Many of the neighborhood streets have Yosemite National Park-themed names: Sequoia Avenue, Mariposa Avenue, Yosemite Avenue, Sierra Avenue.

Together with the adjacent Hester Park, developed in 1893 and also laid out by McLaren, Hanchett Park has been designated a Historic Conservation Area by the City of San Jose: the Hanchett and Hester Park Conservation Area is bounded by The Alameda and Mariposa, Park, and Magnolia avenues. Some of Hester Park was annexed by the city in 1911; Hanchett Park and most of Hester Park were annexed at the same time as College Park in 1925.

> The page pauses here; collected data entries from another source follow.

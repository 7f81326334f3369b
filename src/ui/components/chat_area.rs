use chrono::{Local, Utc};
use eframe::egui;

use crate::common::time::format_last_seen;
use crate::ui::state::AppState;

/// Header of the open conversation. Prefers the user record and falls back
/// to the profile copied onto the chat.
pub fn render_header(ui: &mut egui::Ui, state: &AppState) {
    let Some(thread) = state.thread() else {
        return;
    };

    let store = state.store();
    let now = Utc::now();
    ui.horizontal(|ui| {
        if let Some(user) = store.user(&thread.contact_id) {
            super::profile::avatar(ui, &user.initials(), user.is_online());
            ui.vertical(|ui| {
                ui.horizontal(|ui| {
                    ui.strong(user.display_name());
                    super::profile::badge(ui, user.badge());
                });
                let presence = format_last_seen(user.last_seen, user.is_online, now);
                ui.label(egui::RichText::new(presence).weak());
            });
        } else if let Some(chat) = store.chat(&thread.contact_id) {
            ui.vertical(|ui| {
                ui.horizontal(|ui| {
                    ui.strong(chat.display_name());
                    super::profile::badge(ui, chat.badge());
                });
                let presence = format_last_seen(chat.last_seen, chat.is_online, now);
                ui.label(egui::RichText::new(presence).weak());
            });
        } else {
            ui.strong(&thread.contact_id);
        }
    });
}

pub fn render(ui: &mut egui::Ui, state: &AppState) {
    let Some(thread) = state.thread() else {
        ui.centered_and_justified(|ui| {
            ui.label(egui::RichText::new("Pick a chat to start messaging").weak());
        });
        return;
    };

    egui::ScrollArea::vertical()
        .auto_shrink([false; 2])
        .stick_to_bottom(true)
        .max_height(ui.available_height() - 48.0)
        .show(ui, |ui| {
            if thread.loading && thread.messages.is_empty() {
                ui.spinner();
                return;
            }

            for message in &thread.messages {
                let own = state.is_own(message);
                let layout = if own {
                    egui::Layout::right_to_left(egui::Align::TOP)
                } else {
                    egui::Layout::left_to_right(egui::Align::TOP)
                };
                ui.with_layout(layout, |ui| {
                    egui::Frame::group(ui.style()).show(ui, |ui| {
                        ui.vertical(|ui| {
                            ui.label(&message.text);
                            let time = message
                                .timestamp
                                .map(|time| time.with_timezone(&Local).format("%H:%M").to_string())
                                .unwrap_or_default();
                            ui.label(egui::RichText::new(time).small().weak());
                        });
                    });
                });
            }
        });
}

Alameda Gardens was first developed in the mid-19th century by Commodore Robert F. Stockton, who ordered pre-fabricated two-story houses to be made in Philadelphia and Massachusetts and shipped to San Francisco; all were identical except for one larger house at the end of Spring Street. The subdivision attracted few buyers until the streetcar line made it more accessible.

==Geography==
Shasta Hanchett Park is part of the greater Rose Garden district of Central San Jose, California, making up the eastern portion of Rose Garden. The Alameda forms its eastern boundary, where it also borders St. Leo's.

It is made up of the Hanchett Park and Hester Park residence parks.